Arrays of Structures or Structures of Arrays: Performance vs. Readability

It's one of those things that might have an obvious answer if you have ever written scientific software for a vector machine. For everyone else, it's something you probably never even thought about: Should I write my code with arrays of structures (or classes), or structures (or classes) of arrays. Read on to see how both approaches perform, and what kind of readability you can expect from each approach.

The Performance Perspective

If you commonly write code in C or Fortran, you are typically writing:

scientific software

latency sensitive software

performance critical software

In these cases, you probably know which way to go: structures of arrays. The reason is that in array-oriented languages - where your common operation is traversal over arrays - a structure of arrays will give you better prefetcher and cache performance than an array of structures.

Why is this the answer? Well, it comes down to the concept of unit stride. Stride is the way in which you access elements in an array. Do you access every 2nd element? Every 4th element? Every 13th? Each of these has different performance characteristics. However, the highest performance option is if you access every element in order. The reason for this is most modern processors look a lot like the supercomputer processors of decades past - they have vector processing units (VPUs). VPUs perform the same operation on multiple elements of an array simultaneously, a programming model called Single Instruction / Multiple Data (SIMD).

Example

Let's look at an example of array of structures vs. structure of arrays. In our example, we have coordinates in 3-dimensional space (x,y,z), and we have a bunch of them - perhaps for storing particle data. Most modern programmers will take the object-oriented approach to this problem: create an object (or structure) which contains the data for each particle. Then have a list of different particles. It makes logical sense. Start with the smallest abstraction (a particle), and work your way up to the highest abstraction (a set of particles).

The problem with this approach is that it can fragment the memory space. In the figure below, I've color-coded the two different encoding options. x-values are blue, y-values are orange, and z-values are green:

You can see that the array of structures has a lot of color variation. That's because we have each particle stored as an independent unit. If, for example, you wanted to compare all of the particles' x-positions, you would have to hop through the array of structures to find all of the x-positions. This requires more of the most expensive operation you can do in a code other than write to disk or use the network card: Reading from memory.

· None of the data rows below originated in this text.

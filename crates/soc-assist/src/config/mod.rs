use std::env;
use std::fmt;
use std::net::{IpAddr, SocketAddr};
use std::path::PathBuf;
use std::str::FromStr;

use crate::calibration::CalibrationSettings;
use crate::engine::DEFAULT_TOP_FACTORS;

/// Distinguishes runtime behavior for different stages of the service.
#[derive(Debug, Clone, Copy, PartialEq, Eq)]
pub enum AppEnvironment {
    Development,
    Test,
    Production,
}

impl AppEnvironment {
    fn from_str(value: &str) -> Self {
        match value.trim().to_ascii_lowercase().as_str() {
            "prod" | "production" => Self::Production,
            "test" | "ci" => Self::Test,
            _ => Self::Development,
        }
    }
}

/// Top-level configuration for the application.
#[derive(Debug, Clone)]
pub struct AppConfig {
    pub environment: AppEnvironment,
    pub server: ServerConfig,
    pub telemetry: TelemetryConfig,
    pub engine: EngineSettings,
}

impl AppConfig {
    pub fn load() -> Result<Self, ConfigError> {
        dotenvy::dotenv().ok();

        let environment = AppEnvironment::from_str(
            &env::var("APP_ENV").unwrap_or_else(|_| "development".to_string()),
        );

        let host = env::var("APP_HOST").unwrap_or_else(|_| "127.0.0.1".to_string());
        let port = env::var("APP_PORT")
            .unwrap_or_else(|_| "3000".to_string())
            .parse::<u16>()
            .map_err(|_| ConfigError::InvalidPort)?;

        let log_level = env::var("APP_LOG_LEVEL").unwrap_or_else(|_| "info".to_string());

        let defaults = CalibrationSettings::default();
        let calibration = CalibrationSettings {
            target_baseline: number_var("SOC_CALIBRATION_BASELINE", defaults.target_baseline)?,
            max_step: number_var("SOC_CALIBRATION_MAX_STEP", defaults.max_step)?,
            min_samples: number_var("SOC_CALIBRATION_MIN_SAMPLES", defaults.min_samples)?,
        };
        calibration
            .validate()
            .map_err(|error| ConfigError::InvalidCalibration(error.to_string()))?;

        let engine = EngineSettings {
            config_path: env::var("SOC_ENGINE_CONFIG")
                .ok()
                .filter(|value| !value.trim().is_empty())
                .map(PathBuf::from),
            calibration,
            report_top_n: number_var("SOC_REPORT_TOP_N", DEFAULT_TOP_FACTORS)?,
        };

        Ok(Self {
            environment,
            server: ServerConfig { host, port },
            telemetry: TelemetryConfig { log_level },
            engine,
        })
    }
}

fn number_var<T: FromStr>(var: &'static str, default: T) -> Result<T, ConfigError> {
    match env::var(var) {
        Ok(value) => value
            .trim()
            .parse::<T>()
            .map_err(|_| ConfigError::InvalidNumber { var, value }),
        Err(_) => Ok(default),
    }
}

/// Settings controlling the HTTP server binding.
#[derive(Debug, Clone)]
pub struct ServerConfig {
    pub host: String,
    pub port: u16,
}

impl ServerConfig {
    pub fn socket_addr(&self) -> Result<SocketAddr, ConfigError> {
        if self.host.eq_ignore_ascii_case("localhost") {
            return Ok(SocketAddr::new(IpAddr::from([127, 0, 0, 1]), self.port));
        }

        let ip: IpAddr = self
            .host
            .parse()
            .map_err(|source| ConfigError::InvalidHost { source })?;

        Ok(SocketAddr::new(ip, self.port))
    }
}

/// Tracing and metrics controls.
#[derive(Debug, Clone)]
pub struct TelemetryConfig {
    pub log_level: String,
}

/// Scoring and calibration knobs.
#[derive(Debug, Clone)]
pub struct EngineSettings {
    /// Engine configuration document; `None` selects the embedded default.
    pub config_path: Option<PathBuf>,
    pub calibration: CalibrationSettings,
    pub report_top_n: usize,
}

#[derive(Debug)]
pub enum ConfigError {
    InvalidPort,
    InvalidHost { source: std::net::AddrParseError },
    InvalidNumber { var: &'static str, value: String },
    InvalidCalibration(String),
}

impl fmt::Display for ConfigError {
    fn fmt(&self, f: &mut fmt::Formatter<'_>) -> fmt::Result {
        match self {
            ConfigError::InvalidPort => write!(f, "APP_PORT must be a valid u16"),
            ConfigError::InvalidHost { .. } => {
                write!(f, "APP_HOST must parse to an IPv4 or IPv6 address")
            }
            ConfigError::InvalidNumber { var, value } => {
                write!(f, "{var} must be a number, got '{value}'")
            }
            ConfigError::InvalidCalibration(reason) => {
                write!(f, "calibration settings rejected: {reason}")
            }
        }
    }
}

impl std::error::Error for ConfigError {
    fn source(&self) -> Option<&(dyn std::error::Error + 'static)> {
        match self {
            ConfigError::InvalidHost { source } => Some(source),
            ConfigError::InvalidPort
            | ConfigError::InvalidNumber { .. }
            | ConfigError::InvalidCalibration(_) => None,
        }
    }
}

We tend to think of memory as the fast hardware. It's true that it's faster than requesting data over the network, or even requesting data from the hard drive. But from the CPU's perspective, memory is slow. Very slow, in fact. For modern processors, it can take 350+ clock cycles to load a value from memory. What can you do in 350 clock cycles? If you do it right, you can do 350 integer or floating-point additions, or 350 multiplications. On some processors with a Fused Multiply Adder (FMA) unit, you could have done 300+ ax+b operations. That's a lot of math.

So we want to read from memory as little as possible, and utilize the even-faster-than-main-memory memory on the CPU: the cache. The cache is an ultra-fast memory which resides on the processor. And it helps to mask some of the latency of reading from main memory.

How Cache Reads from Memory

Most modern CPUs have byte-addressable memory - meaning each byte of data in the memory has an independent address. This makes abstraction simple, and writing code easier. But it's slow. So cache doesn't work that way. Caches load cache lines from main memory into cache memory. The size of the cache line depends on the size of the cache and its associativity, so you need to check for your specific CPU. But for most modern CPUs today, the cache line is going to be 64 bytes wide.

Example

What does this mean for you? Well, the cache doesn't load addresses - it load lines. So if you pick an address in the middle or end of a line, the whole line has to be loaded into the cache before you can use it. Let's go back to our example. In our example, we will assume that a cache line is 8 elements.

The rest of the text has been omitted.